Publiziert am 03.11.2020

Une femme de 59 ans connue pour une hypertension artérielle traitée et un tabagisme actif est admise pour un épisode de douleurs thoraciques six mois après un triple pontage aorto-coronarien pour une maladie coronarienne sévère.

Description du cas

Une femme de 59 ans connue pour une hypertension artérielle traitée et un tabagisme actif est admise pour un épisode de douleurs thoraciques. Cette patiente a bénéficié 6 mois auparavant d’un triple pontage aorto-coronarien pour une maladie coronarienne sévère d’origine athéro-sclérotique. L’apparition de douleurs thoraciques à 2 mois de l’intervention avaient par la suite motivé une nouvelle coronarographie révélant alors un thrombus dans l’anastomose veno-artérielle sur la coronaire droite, traité par angioplastie du vaisseau native avec implantation d’un stent actif. Actuellement, le bilan angiographique met en évidence à nouveau un thrombus cette fois intra-stent. Compte tenu des lésions coronariennes thrombotiques récidivantes malgré le traitement antiagrégant plaquettaire, un état d’hypercoagulabilité est suspecté.

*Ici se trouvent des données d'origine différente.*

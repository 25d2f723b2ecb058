//! Edges
//!
//! An edge is a one-way, single-slot channel from an output port (the tail)
//! to an input port (the head). Pushing stores one pending value and marks the
//! edge ready; reading consumes it.
//!
//! The synchronous activation of the head port happens in
//! [`Graph::push_edge`](super::Graph::push_edge), since it needs the whole
//! graph. This module only holds the per-edge state machine.

use std::fmt;

use slotmap::{new_key_type, Key};

use super::node::split;
use super::port::PortRef;
use crate::error::GraphError;
use crate::value::{shape_label, Value};

new_key_type! {
    /// Generational handle to an edge.
    pub struct EdgeId;
}

impl fmt::Display for EdgeId {
    fn fmt(&self, f: &mut fmt::Formatter<'_>) -> fmt::Result {
        let (slot, version) = split(self.data().as_ffi());
        write!(f, "edge#{slot}.{version}")
    }
}

/// A data channel between two ports.
#[derive(Debug, Clone)]
pub struct Edge {
    id: EdgeId,
    tail: PortRef,
    head: PortRef,
    label: String,
    pending: Option<Value>,
    ready: bool,
    activated: bool,
    reacquirable: bool,
}

impl Edge {
    pub(crate) fn new(id: EdgeId, tail: PortRef, head: PortRef) -> Self {
        Self {
            id,
            tail,
            head,
            label: String::new(),
            pending: None,
            ready: false,
            activated: false,
            reacquirable: false,
        }
    }

    pub fn id(&self) -> EdgeId {
        self.id
    }

    /// The output port data comes from.
    pub fn tail(&self) -> &PortRef {
        &self.tail
    }

    /// The input port data goes to.
    pub fn head(&self) -> &PortRef {
        &self.head
    }

    pub fn label(&self) -> &str {
        &self.label
    }

    /// Holds a value that has not been consumed.
    pub fn is_ready(&self) -> bool {
        self.ready
    }

    /// True only while a push through this edge is in progress.
    pub fn is_activated(&self) -> bool {
        self.activated
    }

    pub fn is_reacquirable(&self) -> bool {
        self.reacquirable
    }

    /// Consume the pending value.
    ///
    /// Reacquirable edges keep the value and stay ready.
    pub fn read(&mut self) -> Result<Value, GraphError> {
        if !self.ready {
            return Err(GraphError::DataNotAvailable(self.id));
        }
        if self.reacquirable {
            return self
                .pending
                .clone()
                .ok_or(GraphError::DataNotAvailable(self.id));
        }
        self.ready = false;
        self.pending
            .take()
            .ok_or(GraphError::DataNotAvailable(self.id))
    }

    /// Inspect the pending value without consuming it.
    pub fn peek(&self) -> Result<&Value, GraphError> {
        if !self.ready {
            return Err(GraphError::DataNotAvailable(self.id));
        }
        self.pending
            .as_ref()
            .ok_or(GraphError::DataNotAvailable(self.id))
    }

    /// Store a pushed value and begin activation.
    ///
    /// Returns `true` if the label changed.
    pub(crate) fn begin_push(&mut self, data: Value, label: Option<String>, derive: bool) -> bool {
        let label = label.or_else(|| derive.then(|| shape_label(&data)));
        self.pending = Some(data);
        self.ready = true;
        self.activated = true;
        match label {
            Some(label) if label != self.label => {
                self.label = label;
                true
            }
            _ => false,
        }
    }

    pub(crate) fn end_push(&mut self) {
        self.activated = false;
    }

    pub(crate) fn set_reacquirable(&mut self, reacquirable: bool) {
        self.reacquirable = reacquirable;
    }
}
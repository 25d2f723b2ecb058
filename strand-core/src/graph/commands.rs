//! Graph mutations packaged as scheduler tasks.
//!
//! Code that does not run on the scheduler timeline (a UI thread, a file
//! loader) cannot touch the [`Graph`] directly. It builds a command here,
//! submits the task through a [`SchedulerHandle`](crate::runtime::SchedulerHandle),
//! and waits on the returned receiver for the result.
//!
//! Refused requests (a full port, a stale handle) are delivered through the
//! reply and the task itself succeeds, so one bad user action does not wipe
//! the pending work. Anything raised inside a node callback arrives as
//! [`GraphError::Hook`] and still fails the task, even when the cause looks
//! like a refusal.

use crossbeam_channel::{bounded, Receiver};

use super::behavior::InitArgs;
use super::container::Graph;
use super::edge::EdgeId;
use super::node::NodeId;
use super::port::PortRef;
use crate::error::{GraphError, TaskError};
use crate::runtime::Task;
use crate::value::Value;

/// Receives the outcome of a command once its task has run.
pub type Reply<T> = Receiver<Result<T, GraphError>>;

fn command<T, F>(name: &'static str, op: F) -> (Task<Graph>, Reply<T>)
where
    T: Send + 'static,
    F: FnOnce(&mut Graph) -> Result<T, GraphError> + Send + 'static,
{
    let (tx, rx) = bounded(1);
    let task = Task::new(name, move |graph: &mut Graph| {
        let result = op(graph);
        let escalate = match &result {
            Err(err) if !err.is_rejection() => Some(err.clone()),
            _ => None,
        };
        // The caller may have stopped listening.
        let _ = tx.send(result);
        match escalate {
            Some(err) => Err(TaskError::from(err)),
            None => Ok(()),
        }
    });
    (task, rx)
}

pub fn create_node(type_name: impl Into<String>, args: InitArgs) -> (Task<Graph>, Reply<NodeId>) {
    let type_name = type_name.into();
    command("create_node", move |graph| graph.create_node(&type_name, args))
}

pub fn destroy_node(node: NodeId) -> (Task<Graph>, Reply<()>) {
    command("destroy_node", move |graph| graph.destroy_node(node))
}

pub fn create_edge(tail: PortRef, head: PortRef) -> (Task<Graph>, Reply<EdgeId>) {
    command("create_edge", move |graph| graph.create_edge(&tail, &head))
}

pub fn destroy_edge(edge: EdgeId) -> (Task<Graph>, Reply<()>) {
    command("destroy_edge", move |graph| graph.destroy_edge(edge))
}

/// Push a value out of an output port, as if the owning node had.
pub fn push_output(port: PortRef, data: Value, retain: bool) -> (Task<Graph>, Reply<()>) {
    command("push_output", move |graph| graph.push_output(&port, data, retain))
}

pub fn set_default_value(port: PortRef, value: Value) -> (Task<Graph>, Reply<()>) {
    command("set_default_value", move |graph| {
        graph.set_default_value(&port, value)
    })
}

#[cfg(test)]
mod tests {
    use std::sync::atomic::{AtomicUsize, Ordering};
    use std::sync::Arc;

    use super::*;
    use crate::config::GraphConfig;
    use crate::graph::{ActivationSource, NodeBehavior, NodeContext, NodeRegistry, PortSpec};
    use crate::runtime::Scheduler;
    use serde_json::json;

    struct Pass;

    impl NodeBehavior for Pass {
        fn build(&self, ctx: &mut NodeContext<'_>) -> Result<(), GraphError> {
            ctx.add_input(PortSpec::new("in"))?;
            ctx.add_output(PortSpec::new("out"))?;
            Ok(())
        }
    }

    /// Starts some work, then reads a port it never declared.
    struct Misread(Arc<AtomicUsize>);

    impl NodeBehavior for Misread {
        fn build(&self, ctx: &mut NodeContext<'_>) -> Result<(), GraphError> {
            ctx.add_input(PortSpec::new("in"))?;
            Ok(())
        }

        fn edge_activated(
            &self,
            ctx: &mut NodeContext<'_>,
            _port: &str,
            _source: ActivationSource,
        ) -> Result<(), GraphError> {
            let runs = Arc::clone(&self.0);
            ctx.spawn("partial", move |_: &mut Graph| {
                runs.fetch_add(1, Ordering::SeqCst);
                Ok(())
            });
            ctx.read("inn")?;
            Ok(())
        }
    }

    fn setup() -> (Scheduler<Graph>, Graph) {
        setup_with(Arc::new(AtomicUsize::new(0)))
    }

    fn setup_with(runs: Arc<AtomicUsize>) -> (Scheduler<Graph>, Graph) {
        let registry = NodeRegistry::new();
        registry.register("pass", "util", |_| Ok(Arc::new(Pass)));
        registry.register("misread", "util", move |_| Ok(Arc::new(Misread(Arc::clone(&runs)))));
        let scheduler = Scheduler::new(Default::default());
        let graph = Graph::new(GraphConfig::default(), Arc::new(registry), scheduler.handle());
        (scheduler, graph)
    }

    #[test]
    fn replies_carry_results() {
        let (mut scheduler, mut graph) = setup();
        let handle = scheduler.handle();

        let (task, reply) = create_node("pass", InitArgs::new());
        handle.submit(task);
        scheduler.run_until_idle(&mut graph);
        let node = reply.try_recv().unwrap().unwrap();
        assert!(graph.contains_node(node));

        let (task, reply) = destroy_node(node);
        handle.submit(task);
        scheduler.run_until_idle(&mut graph);
        assert_eq!(reply.try_recv().unwrap(), Ok(()));
        assert_eq!(graph.node_count(), 0);
    }

    #[test]
    fn rejections_do_not_clear_pending_work() {
        let (mut scheduler, mut graph) = setup();
        let handle = scheduler.handle();
        let a = graph.create_node("pass", InitArgs::new()).unwrap();
        let b = graph.create_node("pass", InitArgs::new()).unwrap();
        let c = graph.create_node("pass", InitArgs::new()).unwrap();
        graph
            .create_edge(&PortRef::output(a, "out"), &PortRef::input(c, "in"))
            .unwrap();

        let (full, full_reply) = create_edge(PortRef::output(b, "out"), PortRef::input(c, "in"));
        let (later, later_reply) = create_edge(PortRef::output(a, "out"), PortRef::input(b, "in"));
        handle.submit(full);
        handle.submit(later);

        let failures = Arc::new(AtomicUsize::new(0));
        let counter = Arc::clone(&failures);
        scheduler.on_failure(move |_| {
            counter.fetch_add(1, Ordering::SeqCst);
        });
        scheduler.run_until_idle(&mut graph);

        assert_eq!(failures.load(Ordering::SeqCst), 0);

        assert!(matches!(
            full_reply.try_recv().unwrap(),
            Err(GraphError::PortFull { .. })
        ));
        assert!(later_reply.try_recv().unwrap().is_ok());
        assert_eq!(graph.edge_count(), 2);
    }

    #[test]
    fn read_only_default_is_refused() {
        let (mut scheduler, mut graph) = setup();
        let node = graph.create_node("pass", InitArgs::new()).unwrap();

        let (task, reply) = set_default_value(PortRef::input(node, "in"), json!(1));
        scheduler.submit(task, false);
        scheduler.run_until_idle(&mut graph);

        assert!(matches!(
            reply.try_recv().unwrap(),
            Err(GraphError::ReadOnlyDefault(_))
        ));
    }

    #[test]
    fn callback_errors_fail_the_command_even_when_they_look_like_refusals() {
        let runs = Arc::new(AtomicUsize::new(0));
        let (mut scheduler, mut graph) = setup_with(Arc::clone(&runs));
        let handle = scheduler.handle();
        let source = graph.create_node("pass", InitArgs::new()).unwrap();
        let sink = graph.create_node("misread", InitArgs::new()).unwrap();
        graph
            .create_edge(&PortRef::output(source, "out"), &PortRef::input(sink, "in"))
            .unwrap();

        let (push, reply) = push_output(PortRef::output(source, "out"), json!(1), false);
        handle.submit(push);
        let counter = Arc::clone(&runs);
        handle.submit(Task::new("independent", move |_: &mut Graph| {
            counter.fetch_add(1, Ordering::SeqCst);
            Ok(())
        }));

        let failures = Arc::new(AtomicUsize::new(0));
        let failed = Arc::clone(&failures);
        scheduler.on_failure(move |failure| {
            assert!(!failure.is_cancellation());
            failed.fetch_add(1, Ordering::SeqCst);
        });
        scheduler.run_until_idle(&mut graph);

        assert_eq!(failures.load(Ordering::SeqCst), 1);
        assert_eq!(runs.load(Ordering::SeqCst), 0);
        assert!(scheduler.is_idle());

        let err = reply.try_recv().unwrap().unwrap_err();
        assert!(matches!(err, GraphError::Hook { node, .. } if node == sink));
        assert!(matches!(err.root_cause(), GraphError::PortNotFound(_)));
    }
}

Le bilan de thrombophilie, incluant le dépistage d’anticorps ­anti-phospholipides (aPL), révèle les valeurs rapportées dans le tableau 1.
Tableau 1: Hémostase et recherche d’anticorps anti-phospholipides.
Test ValeurValeur de référence
TP9080–120 (%)
aPTT 2926–37 (s)
Anti-cardiolipine  
IgG560<35 (CU)
IgM620<45 (CU)
Anti-beta-2-glycoprotéine I   
IgG920<18 (CU)
IgM482<10 (CU)
Lupus anticoagulant   
PTTLA3530,3–46,4 (s)
dRVTT40<43 (s)
TP = taux de prothrombine; aPTT = temps de thromboplastine partielle activée; s = seconde; CU = unité de phospholipide; PTTLA = temps de thromboplastine partielle lupus sensible; dRVVT = temps de venin Russel dilué.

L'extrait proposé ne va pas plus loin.